● TASK TO CARRY OUT: Write every entry out again, unchanged.

● SOURCE DATA:
---*---

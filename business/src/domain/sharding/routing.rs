use std::sync::Arc;

use super::errors::ShardingError;

/// Pluggable routing function: maps a routing key to a shard bucket.
///
/// The result is reduced modulo the shard count by the pool, so the bucket
/// range does not have to match the number of shards. The signature is
/// fallible so that custom functions can reject keys they cannot hash;
/// the pool only ever invokes it with a non-empty key.
pub type IndexFn = Arc<dyn Fn(&str) -> Result<usize, ShardingError> + Send + Sync>;

/// Default routing function: buckets a key by its last byte.
///
/// - `'0'..'9'` map to 0-9
/// - `'a'..'z'` map to 10-35
/// - `'A'..'Z'` map to 36-61
/// - any other trailing byte maps to 0
///
/// The empty key cannot be hashed and fails with `EmptyRoutingKey`.
pub fn last_byte_index(key: &str) -> Result<usize, ShardingError> {
    let byte = *key
        .as_bytes()
        .last()
        .ok_or(ShardingError::EmptyRoutingKey)?;

    Ok(match byte {
        b'0'..=b'9' => (byte - b'0') as usize,
        b'a'..=b'z' => (byte - b'a') as usize + 10,
        b'A'..=b'Z' => (byte - b'A') as usize + 36,
        _ => 0,
    })
}

/// The closed set of routing functions resolvable from configuration.
///
/// A routing function is mandatory for the pool to be usable, so resolution
/// fails fast on a blank or unknown name instead of leaving the pool without
/// one.
pub enum KeyIndexer {
    /// The default `last_byte_index` function.
    LastByte,
    /// A caller-supplied routing function.
    Custom(IndexFn),
}

impl KeyIndexer {
    /// Resolves an indexer from its configured name.
    pub fn from_name(name: &str) -> Result<Self, ShardingError> {
        match name.trim() {
            "last-byte" => Ok(KeyIndexer::LastByte),
            _ => Err(ShardingError::MissingIndexFn),
        }
    }

    /// Wraps an arbitrary routing function.
    pub fn custom<F>(f: F) -> Self
    where
        F: Fn(&str) -> Result<usize, ShardingError> + Send + Sync + 'static,
    {
        KeyIndexer::Custom(Arc::new(f))
    }

    /// Converts the indexer into the function the pool stores.
    pub fn into_fn(self) -> IndexFn {
        match self {
            KeyIndexer::LastByte => Arc::new(last_byte_index),
            KeyIndexer::Custom(f) => f,
        }
    }
}
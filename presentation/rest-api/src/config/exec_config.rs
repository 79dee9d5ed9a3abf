use std::{env, path::PathBuf, time::Duration};

use anyhow::Context;
use executor::shell::ShellConfig;

/// Load local executor settings from environment variables
///
/// Environment variables:
/// - EXEC_SHELL: shell binary for local jobs (default: "bash")
/// - EXEC_TIMEOUT_SECS: default job timeout, 0 disables the deadline
///   (default: 60)
/// - EXEC_SCRIPT_DIR: scratch directory for script files (default: the
///   system temp directory)
pub fn shell_config_from_env() -> anyhow::Result<ShellConfig> {
    let mut config = ShellConfig::default();

    if let Ok(shell) = env::var("EXEC_SHELL") {
        config.shell = shell;
    }
    if let Ok(raw) = env::var("EXEC_TIMEOUT_SECS") {
        let seconds = raw
            .parse()
            .context("EXEC_TIMEOUT_SECS must be a whole number of seconds")?;
        config.timeout = Duration::from_secs(seconds);
    }
    if let Ok(dir) = env::var("EXEC_SCRIPT_DIR") {
        config.script_dir = PathBuf::from(dir);
    }

    Ok(config)
}
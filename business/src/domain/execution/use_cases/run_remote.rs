use async_trait::async_trait;

use crate::domain::execution::errors::ExecutionError;
use crate::domain::execution::model::{ExecutionOutput, ShellJob};

pub struct RunRemoteShellParams {
    /// Target host; doubles as the audit routing key.
    pub host: String,
    pub job: ShellJob,
}

#[async_trait]
pub trait RunRemoteShellUseCase: Send + Sync {
    async fn execute(
        &self,
        params: RunRemoteShellParams,
    ) -> Result<ExecutionOutput, ExecutionError>;
}
//! Locale-aware numeric rendering shared by the currency and duration
//! formatters.
//!
//! Separator conventions follow common usage per language: English and the
//! East Asian locales group with `,` and use `.` decimals, French groups
//! with a space and uses `,` decimals, and the remaining European locales
//! group with `.` and use `,` decimals.

use crate::locale::language_of;

pub(crate) fn decimal_separator(locale: &str) -> char {
    match language_of(locale) {
        "de" | "es" | "fr" | "it" | "pt" | "ru" => ',',
        _ => '.',
    }
}

fn group_separator(locale: &str) -> char {
    match language_of(locale) {
        "fr" => ' ',
        "de" | "es" | "it" | "pt" | "ru" => '.',
        _ => ',',
    }
}

/// Render a value with a fixed number of fraction digits, thousands
/// grouping, and the locale's separators.
pub(crate) fn format_grouped(value: f64, precision: usize, locale: &str) -> String {
    let negative = value < 0.0;
    let fixed = format!("{:.precision$}", value.abs());
    let (int_part, frac_part) = fixed.split_once('.').unwrap_or((fixed.as_str(), ""));

    let mut grouped: Vec<char> = int_part.chars().collect();
    let group = group_separator(locale);
    let mut at = grouped.len();
    while at > 3 {
        at -= 3;
        grouped.insert(at, group);
    }

    let mut out = String::new();
    if negative {
        out.push('-');
    }
    out.extend(grouped);
    if !frac_part.is_empty() {
        out.push(decimal_separator(locale));
        out.push_str(frac_part);
    }
    out
}

/// Render a count without grouping: whole values print as integers,
/// fractional values keep their shortest float form with the locale's
/// decimal separator.
pub(crate) fn format_count(value: f64, locale: &str) -> String {
    if value.fract() == 0.0 {
        return format!("{}", value as i64);
    }
    let separator = decimal_separator(locale);
    value.to_string().replace('.', &separator.to_string())
}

---*---

● TASK RESPONSE:
filename business/src/domain/sharding/routing.rs
use std::sync::Arc;

use super::errors::ShardingError;

/// Pluggable routing function: maps a routing key to a shard bucket.
///
/// The result is reduced modulo the shard count by the pool, so the bucket
/// range does not have to match the number of shards. The signature is
/// fallible so that custom functions can reject keys they cannot hash;
/// the pool only ever invokes it with a non-empty key.
pub type IndexFn = Arc<dyn Fn(&str) -> Result<usize, ShardingError> + Send + Sync>;

/// Default routing function: buckets a key by its last byte.
///
/// - `'0'..'9'` map to 0-9
/// - `'a'..'z'` map to 10-35
/// - `'A'..'Z'` map to 36-61
/// - any other trailing byte maps to 0
///
/// The empty key cannot be hashed and fails with `EmptyRoutingKey`.
pub fn last_byte_index(key: &str) -> Result<usize, ShardingError> {
    let byte = *key
        .as_bytes()
        .last()
        .ok_or(ShardingError::EmptyRoutingKey)?;

    Ok(match byte {
        b'0'..=b'9' => (byte - b'0') as usize,
        b'a'..=b'z' => (byte - b'a') as usize + 10,
        b'A'..=b'Z' => (byte - b'A') as usize + 36,
        _ => 0,
    })
}

/// The closed set of routing functions resolvable from configuration.
///
/// A routing function is mandatory for the pool to be usable, so resolution
/// fails fast on a blank or unknown name instead of leaving the pool without
/// one.
pub enum KeyIndexer {
    /// The default `last_byte_index` function.
    LastByte,
    /// A caller-supplied routing function.
    Custom(IndexFn),
}

impl KeyIndexer {
    /// Resolves an indexer from its configured name.
    pub fn from_name(name: &str) -> Result<Self, ShardingError> {
        match name.trim() {
            "last-byte" => Ok(KeyIndexer::LastByte),
            _ => Err(ShardingError::MissingIndexFn),
        }
    }

    /// Wraps an arbitrary routing function.
    pub fn custom<F>(f: F) -> Self
    where
        F: Fn(&str) -> Result<usize, ShardingError> + Send + Sync + 'static,
    {
        KeyIndexer::Custom(Arc::new(f))
    }

    /// Converts the indexer into the function the pool stores.
    pub fn into_fn(self) -> IndexFn {
        match self {
            KeyIndexer::LastByte => Arc::new(last_byte_index),
            KeyIndexer::Custom(f) => f,
        }
    }
}
filename presentation/rest-api/src/config/exec_config.rs
repository 79dee9d5ed9a3abf
use std::{env, path::PathBuf, time::Duration};

use anyhow::Context;
use executor::shell::ShellConfig;

/// Load local executor settings from environment variables
///
/// Environment variables:
/// - EXEC_SHELL: shell binary for local jobs (default: "bash")
/// - EXEC_TIMEOUT_SECS: default job timeout, 0 disables the deadline
///   (default: 60)
/// - EXEC_SCRIPT_DIR: scratch directory for script files (default: the
///   system temp directory)
pub fn shell_config_from_env() -> anyhow::Result<ShellConfig> {
    let mut config = ShellConfig::default();

    if let Ok(shell) = env::var("EXEC_SHELL") {
        config.shell = shell;
    }
    if let Ok(raw) = env::var("EXEC_TIMEOUT_SECS") {
        let seconds = raw
            .parse()
            .context("EXEC_TIMEOUT_SECS must be a whole number of seconds")?;
        config.timeout = Duration::from_secs(seconds);
    }
    if let Ok(dir) = env::var("EXEC_SCRIPT_DIR") {
        config.script_dir = PathBuf::from(dir);
    }

    Ok(config)
}
filename business/src/domain/execution/use_cases/run_remote.rs
use async_trait::async_trait;

use crate::domain::execution::errors::ExecutionError;
use crate::domain::execution::model::{ExecutionOutput, ShellJob};

pub struct RunRemoteShellParams {
    /// Target host; doubles as the audit routing key.
    pub host: String,
    pub job: ShellJob,
}

#[async_trait]
pub trait RunRemoteShellUseCase: Send + Sync {
    async fn execute(
        &self,
        params: RunRemoteShellParams,
    ) -> Result<ExecutionOutput, ExecutionError>;
}
//! Locale-aware numeric rendering shared by the currency and duration
//! formatters.
//!
//! Separator conventions follow common usage per language: English and the
//! East Asian locales group with `,` and use `.` decimals, French groups
//! with a space and uses `,` decimals, and the remaining European locales
//! group with `.` and use `,` decimals.

use crate::locale::language_of;

pub(crate) fn decimal_separator(locale: &str) -> char {
    match language_of(locale) {
        "de" | "es" | "fr" | "it" | "pt" | "ru" => ',',
        _ => '.',
    }
}

fn group_separator(locale: &str) -> char {
    match language_of(locale) {
        "fr" => ' ',
        "de" | "es" | "it" | "pt" | "ru" => '.',
        _ => ',',
    }
}

/// Render a value with a fixed number of fraction digits, thousands
/// grouping, and the locale's separators.
pub(crate) fn format_grouped(value: f64, precision: usize, locale: &str) -> String {
    let negative = value < 0.0;
    let fixed = format!("{:.precision$}", value.abs());
    let (int_part, frac_part) = fixed.split_once('.').unwrap_or((fixed.as_str(), ""));

    let mut grouped: Vec<char> = int_part.chars().collect();
    let group = group_separator(locale);
    let mut at = grouped.len();
    while at > 3 {
        at -= 3;
        grouped.insert(at, group);
    }

    let mut out = String::new();
    if negative {
        out.push('-');
    }
    out.extend(grouped);
    if !frac_part.is_empty() {
        out.push(decimal_separator(locale));
        out.push_str(frac_part);
    }
    out
}

/// Render a count without grouping: whole values print as integers,
/// fractional values keep their shortest float form with the locale's
/// decimal separator.
pub(crate) fn format_count(value: f64, locale: &str) -> String {
    if value.fract() == 0.0 {
        return format!("{}", value as i64);
    }
    let separator = decimal_separator(locale);
    value.to_string().replace('.', &separator.to_string())
}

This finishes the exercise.